Abstract Anti-neutrophil cytoplasmic antibody (ANCA)-associated vasculitis (AAV) and Anti-myelin oligodendrocyte glycoprotein immunoglobulin G antibody (MOG-IgG)-associated disorders (MOGAD) – though both immune disorders – have rarely been reported together. Here we present their first documented co-occurrence and review CNS manifestations in AAV.

Methods We report a rare case of a 76-year-old female patient who developed MOGAD following her diagnosis of AAV. A literature search was conducted in the PubMed to analyze AAV’s clinical features in the CNS.

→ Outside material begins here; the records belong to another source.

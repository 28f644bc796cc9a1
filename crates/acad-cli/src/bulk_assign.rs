use crate::submit_guard::SubmitGuard;
use crate::{Client, ClientResult};

use acad_core::plan_equal_distribution;

use futures::future::join_all;
use log::{info, warn};
use serde::Serialize;

/// Result of one member's bulk-assign call
#[derive(Debug, Clone, PartialEq, Serialize)]
#[serde(tag = "outcome", rename_all = "camelCase")]
pub enum MemberOutcome {
    Assigned,
    Failed { message: String },
}

#[derive(Debug, Clone, PartialEq, Serialize)]
#[serde(rename_all = "camelCase")]
pub struct MemberAssignment {
    pub member_id: String,
    pub lead_count: usize,
    #[serde(flatten)]
    pub outcome: MemberOutcome,
}

/// Per-member outcome of an equal distribution
#[derive(Debug, Clone, PartialEq, Serialize)]
#[serde(rename_all = "camelCase")]
pub struct BulkAssignReport {
    pub total_leads: usize,
    pub remainder: usize,
    pub members: Vec<MemberAssignment>,
}

impl BulkAssignReport {
    /// Leads whose call succeeded
    pub fn assigned_count(&self) -> usize {
        self.members
            .iter()
            .filter(|m| m.outcome == MemberOutcome::Assigned)
            .map(|m| m.lead_count)
            .sum()
    }

    pub fn failures(&self) -> impl Iterator<Item = &MemberAssignment> {
        self.members
            .iter()
            .filter(|m| matches!(m.outcome, MemberOutcome::Failed { .. }))
    }

    pub fn is_complete_success(&self) -> bool {
        self.failures().next().is_none()
    }

    /// Human-readable summary for the operator
    pub fn summary_message(&self) -> String {
        let succeeded = self
            .members
            .iter()
            .filter(|m| m.outcome == MemberOutcome::Assigned)
            .count();

        let mut message = format!(
            "Assigned {} of {} leads across {} members",
            self.assigned_count(),
            self.total_leads,
            succeeded
        );

        if self.remainder > 0 {
            message.push_str(&format!(
                " ({} extra lead{} given to the first members)",
                self.remainder,
                if self.remainder == 1 { "" } else { "s" }
            ));
        }

        let failed: Vec<String> = self
            .failures()
            .map(|m| match m.outcome {
                MemberOutcome::Failed { ref message } => format!("{} ({})", m.member_id, message),
                MemberOutcome::Assigned => m.member_id.clone(),
            })
            .collect();

        if !failed.is_empty() {
            message.push_str(&format!("; failed for {}", failed.join(", ")));
        }

        message
    }
}

/// Split `lead_ids` equally over `member_ids` and assign each share with one
/// concurrent bulk-assign call per member.
///
/// An empty selection is rejected before any request. Members whose share is
/// empty get no call. A failing call does not abort the others; its error is
/// recorded in the report.
pub async fn distribute_leads(
    client: &Client,
    guard: &SubmitGuard,
    lead_ids: &[String],
    member_ids: &[String],
) -> ClientResult<BulkAssignReport> {
    let plan = plan_equal_distribution(lead_ids, member_ids)?;
    let _permit = guard.try_acquire()?;

    info!(
        "Distributing {} leads over {} members (base {}, remainder {})",
        plan.total_leads(),
        plan.shares.len(),
        plan.base,
        plan.remainder
    );

    let calls = plan.non_empty_shares().map(|share| async move {
        let outcome = match client
            .bulk_assign_leads(&share.lead_ids, &share.member_id)
            .await
        {
            Ok(_) => MemberOutcome::Assigned,
            Err(e) => {
                warn!("Bulk assign to {} failed: {}", share.member_id, e);
                MemberOutcome::Failed {
                    message: e.to_string(),
                }
            }
        };

        MemberAssignment {
            member_id: share.member_id.clone(),
            lead_count: share.lead_ids.len(),
            outcome,
        }
    });

    let members = join_all(calls).await;

    Ok(BulkAssignReport {
        total_leads: plan.total_leads(),
        remainder: plan.remainder,
        members,
    })
}
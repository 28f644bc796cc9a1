use crate::commands::Commands;

use clap::Parser;

#[derive(Parser)]
#[command(name = "acad")]
#[command(about = "Academy back-office CLI: tasks, leads, admissions, fees and HR")]
#[command(version)]
#[command(propagate_version = true)]
pub struct Cli {
    #[command(subcommand)]
    pub command: Commands,

    /// API base URL (overrides the configured development/production URL)
    #[arg(long, global = true)]
    pub server: Option<String>,

    /// Pretty-print JSON output
    #[arg(long, global = true)]
    pub pretty: bool,
}
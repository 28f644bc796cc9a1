use crate::bulk_assign::distribute_leads;
use crate::commands::to_output;
use crate::error::Result as CliResult;
use crate::session::AppContext;
use crate::LeadQuery;

use acad_core::{LeadStatus, LeadStatusUpdate, NewLead};

use clap::Subcommand;
use log::{info, warn};
use serde_json::{Value, json};

#[derive(Subcommand)]
pub enum LeadCommands {
    /// List leads
    List {
        /// Pipeline status: assigned, counseling, in-follow-up, admitted, not-admitted
        #[arg(long)]
        status: Option<String>,

        /// Assignee user ID
        #[arg(long)]
        assigned_to: Option<String>,

        /// Name, phone or email substring
        #[arg(long)]
        search: Option<String>,

        /// Only leads nobody owns yet
        #[arg(long)]
        unassigned: bool,
    },

    /// Register a new lead
    Create {
        #[arg(long)]
        name: String,

        #[arg(long)]
        phone: Option<String>,

        #[arg(long)]
        email: Option<String>,

        /// Course the lead asked about
        #[arg(long)]
        course: Option<String>,

        /// Where the lead came from
        #[arg(long)]
        source: Option<String>,
    },

    /// Assign one lead to a member
    Assign {
        id: String,

        /// Member user ID
        #[arg(long)]
        to: String,
    },

    /// Split leads equally across members (managers)
    Distribute {
        /// Lead ID (repeatable)
        #[arg(long = "lead", conflicts_with = "unassigned")]
        leads: Vec<String>,

        /// Distribute every unassigned lead
        #[arg(long)]
        unassigned: bool,

        /// Member user ID (repeatable, in distribution order)
        #[arg(long = "member")]
        members: Vec<String>,
    },

    /// Move a lead through the pipeline
    Status {
        id: String,

        #[arg(long)]
        status: String,

        /// Required for in-follow-up
        #[arg(long)]
        note: Option<String>,
    },

    /// Delete a lead
    Delete {
        id: String,
    },

    /// Status and assignment history of a lead
    History {
        id: String,
    },

    /// Leads assigned today
    Today,

    /// Offered courses
    Courses,
}

impl LeadCommands {
    pub(crate) async fn run(self, ctx: &mut AppContext) -> CliResult<Value> {
        ctx.require_user()?;

        match self {
            LeadCommands::List {
                status,
                assigned_to,
                search,
                unassigned,
            } => {
                let query = LeadQuery {
                    status: status.as_deref().map(str::parse::<LeadStatus>).transpose()?,
                    assigned_to,
                    search,
                    unassigned_only: unassigned,
                };
                to_output(&ctx.client.list_leads(&query).await?)
            }
            LeadCommands::Create {
                name,
                phone,
                email,
                course,
                source,
            } => {
                let lead = NewLead {
                    name,
                    phone,
                    email,
                    interested_course: course,
                    source,
                };
                to_output(&ctx.client.create_lead(&lead).await?)
            }
            LeadCommands::Assign { id, to } => to_output(&ctx.client.assign_lead(&id, &to).await?),
            LeadCommands::Distribute {
                leads,
                unassigned,
                members,
            } => {
                ctx.require_manager()?;

                let lead_ids = if unassigned {
                    let query = LeadQuery {
                        unassigned_only: true,
                        ..LeadQuery::default()
                    };
                    ctx.client
                        .list_leads(&query)
                        .await?
                        .into_iter()
                        .filter(|lead| lead.is_unassigned())
                        .map(|lead| lead.id)
                        .collect()
                } else {
                    leads
                };

                let report = distribute_leads(
                    &ctx.client,
                    &ctx.guards.bulk_assign,
                    &lead_ids,
                    &members,
                )
                .await?;
                info!("{}", report.summary_message());

                // Reload the lead list
                let unassigned_remaining = match ctx.client.list_leads(&LeadQuery::default()).await {
                    Ok(leads) => Some(leads.iter().filter(|lead| lead.is_unassigned()).count()),
                    Err(e) => {
                        warn!("Failed to reload leads after distribution: {}", e);
                        None
                    }
                };

                Ok(json!({
                    "message": report.summary_message(),
                    "report": report,
                    "unassignedRemaining": unassigned_remaining,
                }))
            }
            LeadCommands::Status { id, status, note } => {
                let update = LeadStatusUpdate {
                    status: status.parse()?,
                    note,
                };
                to_output(&ctx.client.update_lead_status(&id, &update).await?)
            }
            LeadCommands::Delete { id } => Ok(ctx.client.delete_lead(&id).await?),
            LeadCommands::History { id } => Ok(ctx.client.get_lead_history(&id).await?),
            LeadCommands::Today => Ok(ctx.client.get_today_assignments().await?),
            LeadCommands::Courses => to_output(&ctx.client.list_courses().await?),
        }
    }
}
use crate::tests::{task, task_from};
use crate::{BoardColumn, Task, group_by_column};

use serde_json::json;

#[test]
fn test_group_by_column_has_all_lanes_in_order() {
    let tasks: Vec<Task> = Vec::new();

    let lanes = group_by_column(&tasks);

    let columns: Vec<BoardColumn> = lanes.iter().map(|lane| lane.column).collect();
    assert_eq!(columns, BoardColumn::ALL.to_vec());
    assert!(lanes.iter().all(|lane| lane.tasks.is_empty()));
}

#[test]
fn test_group_by_column_places_tasks() {
    let tasks = vec![
        task("t1", "a", "Completed"),
        task("t2", "b", "To Do"),
        task("t3", "c", "Completed"),
    ];

    let lanes = group_by_column(&tasks);

    assert_eq!(lanes[BoardColumn::ToDo.index()].tasks.len(), 1);
    assert_eq!(lanes[BoardColumn::Completed.index()].tasks.len(), 2);
    assert_eq!(lanes[BoardColumn::Backlog.index()].tasks.len(), 0);
}

#[test]
fn test_group_by_column_sorts_by_position_stably() {
    let tasks = vec![
        task_from(json!({"_id": "t1", "title": "a", "boardColumn": "Backlog", "boardPosition": 2})),
        task_from(json!({"_id": "t2", "title": "b", "boardColumn": "Backlog", "boardPosition": 0})),
        task_from(json!({"_id": "t3", "title": "c", "boardColumn": "Backlog", "boardPosition": 0})),
    ];

    let lanes = group_by_column(&tasks);

    let ids: Vec<&str> = lanes[0].tasks.iter().map(|t| t.id.as_str()).collect();
    assert_eq!(ids, vec!["t2", "t3", "t1"]);
}
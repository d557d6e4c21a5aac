//! SQLite implementation of the product repository
//!
//! One `products` table keyed by `product_id`. Categories are stored as the
//! comma-joined column value and split again on read.

#![allow(clippy::uninlined_format_args)]

use async_trait::async_trait;
use chrono::{DateTime, Utc};
use sqlx::sqlite::SqliteRow;
use sqlx::{Row, SqlitePool};
use tracing::debug;

use crate::domain::product::{ProductRecord, split_categories};
use crate::domain::repositories::{ProductRepository, StoreError, StoreResult};

const SELECT_COLUMNS: &str = "product_id, name, description, price, image_url, sale_price, \
                              out_of_stock, categories, source_url, created_at, updated_at";

/// Repository over the `products` table
#[derive(Clone)]
pub struct SqliteProductRepository {
    pool: SqlitePool,
}

impl SqliteProductRepository {
    pub fn new(pool: SqlitePool) -> Self {
        Self { pool }
    }
}

#[async_trait]
impl ProductRepository for SqliteProductRepository {
    async fn find_by_id(&self, product_id: &str) -> StoreResult<Option<ProductRecord>> {
        let row = sqlx::query(&format!("SELECT {} FROM products WHERE product_id = ?", SELECT_COLUMNS))
            .bind(product_id)
            .fetch_optional(&self.pool)
            .await?;

        row.as_ref().map(product_from_row).transpose()
    }

    async fn upsert(&self, product: &ProductRecord) -> StoreResult<()> {
        let product_id = product.id.as_deref().ok_or_else(|| StoreError::MissingIdentity {
            source_url: product.source_url.clone(),
        })?;
        let now = Utc::now();

        let mut tx = self.pool.begin().await?;
        sqlx::query(
            r#"
            INSERT INTO products
            (product_id, name, description, price, image_url, sale_price, out_of_stock,
             categories, source_url, created_at, updated_at)
            VALUES (?, ?, ?, ?, ?, ?, ?, ?, ?, ?, ?)
            ON CONFLICT(product_id) DO UPDATE SET
                name = excluded.name,
                description = excluded.description,
                price = excluded.price,
                image_url = excluded.image_url,
                sale_price = excluded.sale_price,
                out_of_stock = excluded.out_of_stock,
                categories = excluded.categories,
                source_url = excluded.source_url,
                created_at = excluded.created_at,
                updated_at = excluded.updated_at
            "#,
        )
        .bind(product_id)
        .bind(&product.name)
        .bind(&product.description)
        .bind(product.price)
        .bind(&product.image_url)
        .bind(product.sale_price)
        .bind(product.out_of_stock)
        .bind(product.categories_joined())
        .bind(&product.source_url)
        .bind(product.created_at.unwrap_or(now))
        .bind(product.updated_at.unwrap_or(now))
        .execute(&mut *tx)
        .await?;
        tx.commit().await?;

        debug!("Upserted product {}", product_id);
        Ok(())
    }

    async fn distinct_categories(&self) -> StoreResult<Vec<String>> {
        let rows = sqlx::query("SELECT DISTINCT categories FROM products WHERE categories IS NOT NULL AND categories != ''")
            .fetch_all(&self.pool)
            .await?;

        Ok(rows.iter().map(|row| row.get::<String, _>("categories")).collect())
    }

    async fn find_by_category_substring(&self, category: &str) -> StoreResult<Vec<ProductRecord>> {
        let pattern = format!("%{}%", escape_like(category));
        let rows = sqlx::query(&format!(
            "SELECT {} FROM products WHERE categories LIKE ? ESCAPE '\\' ORDER BY price DESC, name ASC",
            SELECT_COLUMNS
        ))
        .bind(pattern)
        .fetch_all(&self.pool)
        .await?;

        rows.iter().map(product_from_row).collect()
    }

    async fn count(&self) -> StoreResult<u64> {
        let count: i64 = sqlx::query_scalar("SELECT COUNT(*) FROM products")
            .fetch_one(&self.pool)
            .await?;
        Ok(u64::try_from(count).unwrap_or_default())
    }
}

/// Escape `LIKE` wildcards so category text matches literally
fn escape_like(text: &str) -> String {
    let mut escaped = String::with_capacity(text.len());
    for c in text.chars() {
        if matches!(c, '\\' | '%' | '_') {
            escaped.push('\\');
        }
        escaped.push(c);
    }
    escaped
}

fn product_from_row(row: &SqliteRow) -> StoreResult<ProductRecord> {
    let categories: Option<String> = row.try_get("categories")?;
    let out_of_stock: Option<i64> = row.try_get("out_of_stock")?;
    let price: Option<f64> = row.try_get("price")?;
    let description: Option<String> = row.try_get("description")?;
    let source_url: Option<String> = row.try_get("source_url")?;
    let created_at: Option<DateTime<Utc>> = row.try_get("created_at")?;
    let updated_at: Option<DateTime<Utc>> = row.try_get("updated_at")?;

    Ok(ProductRecord {
        id: Some(row.try_get("product_id")?),
        name: row.try_get("name")?,
        description: description.unwrap_or_default(),
        price: price.unwrap_or_default(),
        image_url: row.try_get("image_url")?,
        sale_price: row.try_get("sale_price")?,
        out_of_stock: out_of_stock.is_some_and(|v| v != 0),
        categories: categories.as_deref().map(split_categories).unwrap_or_default(),
        source_url: source_url.unwrap_or_default(),
        created_at,
        updated_at,
    })
}

#[cfg(test)]
mod tests {
    use super::*;
    use crate::infrastructure::database_connection::DatabaseConnection;
    use tempfile::TempDir;

    async fn repository() -> (TempDir, SqliteProductRepository) {
        let dir = tempfile::tempdir().unwrap();
        let db = DatabaseConnection::open(&dir.path().join("products.db")).await.unwrap();
        db.migrate().await.unwrap();
        (dir, SqliteProductRepository::new(db.pool().clone()))
    }

    fn product(id: &str, name: &str, price: f64, categories: &[&str]) -> ProductRecord {
        ProductRecord {
            id: Some(id.to_string()),
            name: name.to_string(),
            description: format!("{} description", name),
            price,
            image_url: Some(format!("https://example.com/{}.jpg", id)),
            sale_price: None,
            out_of_stock: false,
            categories: categories.iter().map(ToString::to_string).collect(),
            source_url: format!("https://example.com/products/{}", id),
            created_at: None,
            updated_at: None,
        }
    }

    #[tokio::test]
    async fn test_upsert_then_find() {
        let (_dir, repo) = repository().await;
        repo.upsert(&product("1", "Alpha", 10.5, &["Action", "Adventure"])).await.unwrap();

        let stored = repo.find_by_id("1").await.unwrap().unwrap();
        assert_eq!(stored.name, "Alpha");
        assert_eq!(stored.categories, vec!["Action".to_string(), "Adventure".to_string()]);
        assert!(stored.created_at.is_some());
        assert!(stored.updated_at.is_some());
        assert!(repo.find_by_id("2").await.unwrap().is_none());
    }

    #[tokio::test]
    async fn test_upsert_replaces_existing_row() {
        let (_dir, repo) = repository().await;
        repo.upsert(&product("1", "Alpha", 10.0, &["Action"])).await.unwrap();
        repo.upsert(&product("1", "Alpha v2", 12.0, &["Action"])).await.unwrap();

        assert_eq!(repo.count().await.unwrap(), 1);
        let stored = repo.find_by_id("1").await.unwrap().unwrap();
        assert_eq!(stored.name, "Alpha v2");
        assert!((stored.price - 12.0).abs() < f64::EPSILON);
    }

    #[tokio::test]
    async fn test_upsert_refuses_record_without_identity() {
        let (_dir, repo) = repository().await;
        let mut record = product("x", "Nameless", 1.0, &[]);
        record.id = None;

        let err = repo.upsert(&record).await.unwrap_err();
        assert!(matches!(err, StoreError::MissingIdentity { .. }));
        assert_eq!(repo.count().await.unwrap(), 0);
    }

    #[tokio::test]
    async fn test_category_query_orders_by_price_then_name() {
        let (_dir, repo) = repository().await;
        repo.upsert(&product("1", "Beta", 5.0, &["Action"])).await.unwrap();
        repo.upsert(&product("2", "Alpha", 5.0, &["Action", "Puzzle"])).await.unwrap();
        repo.upsert(&product("3", "Gamma", 50.0, &["Puzzle", "Action"])).await.unwrap();
        repo.upsert(&product("4", "Delta", 99.0, &["Racing"])).await.unwrap();

        let names: Vec<String> = repo
            .find_by_category_substring("Action")
            .await
            .unwrap()
            .into_iter()
            .map(|p| p.name)
            .collect();
        assert_eq!(names, vec!["Gamma", "Alpha", "Beta"]);
    }

    #[tokio::test]
    async fn test_category_query_treats_wildcards_literally() {
        let (_dir, repo) = repository().await;
        repo.upsert(&product("1", "Percent", 1.0, &["100% Fun"])).await.unwrap();
        repo.upsert(&product("2", "Plain", 1.0, &["100 Fun"])).await.unwrap();

        let found = repo.find_by_category_substring("100%").await.unwrap();
        assert_eq!(found.len(), 1);
        assert_eq!(found[0].name, "Percent");
    }

    #[tokio::test]
    async fn test_distinct_categories_returns_raw_column_values() {
        let (_dir, repo) = repository().await;
        repo.upsert(&product("1", "A", 1.0, &["Action", "Puzzle"])).await.unwrap();
        repo.upsert(&product("2", "B", 1.0, &["Action", "Puzzle"])).await.unwrap();
        repo.upsert(&product("3", "C", 1.0, &["Racing"])).await.unwrap();

        let mut values = repo.distinct_categories().await.unwrap();
        values.sort();
        assert_eq!(values, vec!["Action,Puzzle".to_string(), "Racing".to_string()]);
    }

    #[test]
    fn test_escape_like() {
        assert_eq!(escape_like("a_b%c\\d"), "a\\_b\\%c\\\\d");
        assert_eq!(escape_like("Action"), "Action");
    }
}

Results The patient was diagnosed with AAV after initial interstitial pneumonia and peripheral nerve injury, followed by intermittent headache, extensive abnormal white matter signals with meningeal enhancement, positive serum MOG antibody. Immunotherapy failed to relieve headache effectively, and the patient died of pneumonia after 14 months. Through a literature search, a total of 358 cases of AAV and CNS involvement were identified. The retrieved studies revealed that 102 patients had meningeal involvement, which is the most commonly affected site in the CNS. Hypertrophic pachymeningitis and ischemic stroke are the main manifestations of AAV in the CNS.

Conclusion Rare AAV complicated by MOGAD case has poor outcomes. Studies indicate AAV frequently affects the CNS via hypertrophic pachymeningitis or ischemic stroke, typically presenting with headache and dural involvement.